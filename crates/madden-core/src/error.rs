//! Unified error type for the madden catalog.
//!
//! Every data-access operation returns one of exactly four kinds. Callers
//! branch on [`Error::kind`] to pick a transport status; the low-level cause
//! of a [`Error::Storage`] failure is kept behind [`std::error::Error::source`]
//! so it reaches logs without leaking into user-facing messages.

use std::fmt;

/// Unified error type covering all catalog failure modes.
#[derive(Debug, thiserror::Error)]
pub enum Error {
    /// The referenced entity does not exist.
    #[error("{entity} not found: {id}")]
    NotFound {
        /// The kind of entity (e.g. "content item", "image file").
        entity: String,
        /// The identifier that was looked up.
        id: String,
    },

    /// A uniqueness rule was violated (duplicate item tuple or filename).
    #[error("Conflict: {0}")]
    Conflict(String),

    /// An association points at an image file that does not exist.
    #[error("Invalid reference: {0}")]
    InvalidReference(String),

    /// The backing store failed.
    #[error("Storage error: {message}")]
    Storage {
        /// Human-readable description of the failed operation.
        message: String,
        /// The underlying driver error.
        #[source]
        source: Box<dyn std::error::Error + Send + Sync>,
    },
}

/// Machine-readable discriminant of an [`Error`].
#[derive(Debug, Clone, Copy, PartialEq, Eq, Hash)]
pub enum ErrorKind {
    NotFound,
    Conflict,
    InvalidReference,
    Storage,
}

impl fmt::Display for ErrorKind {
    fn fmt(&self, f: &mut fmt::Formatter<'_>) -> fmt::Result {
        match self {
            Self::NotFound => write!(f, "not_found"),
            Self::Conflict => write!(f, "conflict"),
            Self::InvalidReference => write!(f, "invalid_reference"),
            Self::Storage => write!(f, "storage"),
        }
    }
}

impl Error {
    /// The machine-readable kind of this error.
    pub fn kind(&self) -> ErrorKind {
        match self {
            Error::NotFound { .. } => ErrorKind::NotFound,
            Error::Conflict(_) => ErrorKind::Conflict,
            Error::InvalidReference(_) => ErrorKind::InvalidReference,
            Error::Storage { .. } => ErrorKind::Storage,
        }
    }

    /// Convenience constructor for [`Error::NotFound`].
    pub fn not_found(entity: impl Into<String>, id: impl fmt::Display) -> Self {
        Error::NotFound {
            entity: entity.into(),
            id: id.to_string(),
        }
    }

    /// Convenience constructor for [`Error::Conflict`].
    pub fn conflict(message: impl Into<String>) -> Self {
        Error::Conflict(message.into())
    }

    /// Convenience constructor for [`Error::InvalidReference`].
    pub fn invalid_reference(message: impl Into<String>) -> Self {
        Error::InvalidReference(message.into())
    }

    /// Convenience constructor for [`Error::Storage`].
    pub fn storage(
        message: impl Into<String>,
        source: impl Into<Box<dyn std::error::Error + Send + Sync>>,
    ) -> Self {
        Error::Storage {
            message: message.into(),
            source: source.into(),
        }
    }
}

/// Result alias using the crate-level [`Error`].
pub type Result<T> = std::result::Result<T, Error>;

-------------------------

## PROMPT
From the listing above, work out how many lines hold "Result". The answer is the number and nothing more.

## ANSWER SECTION
3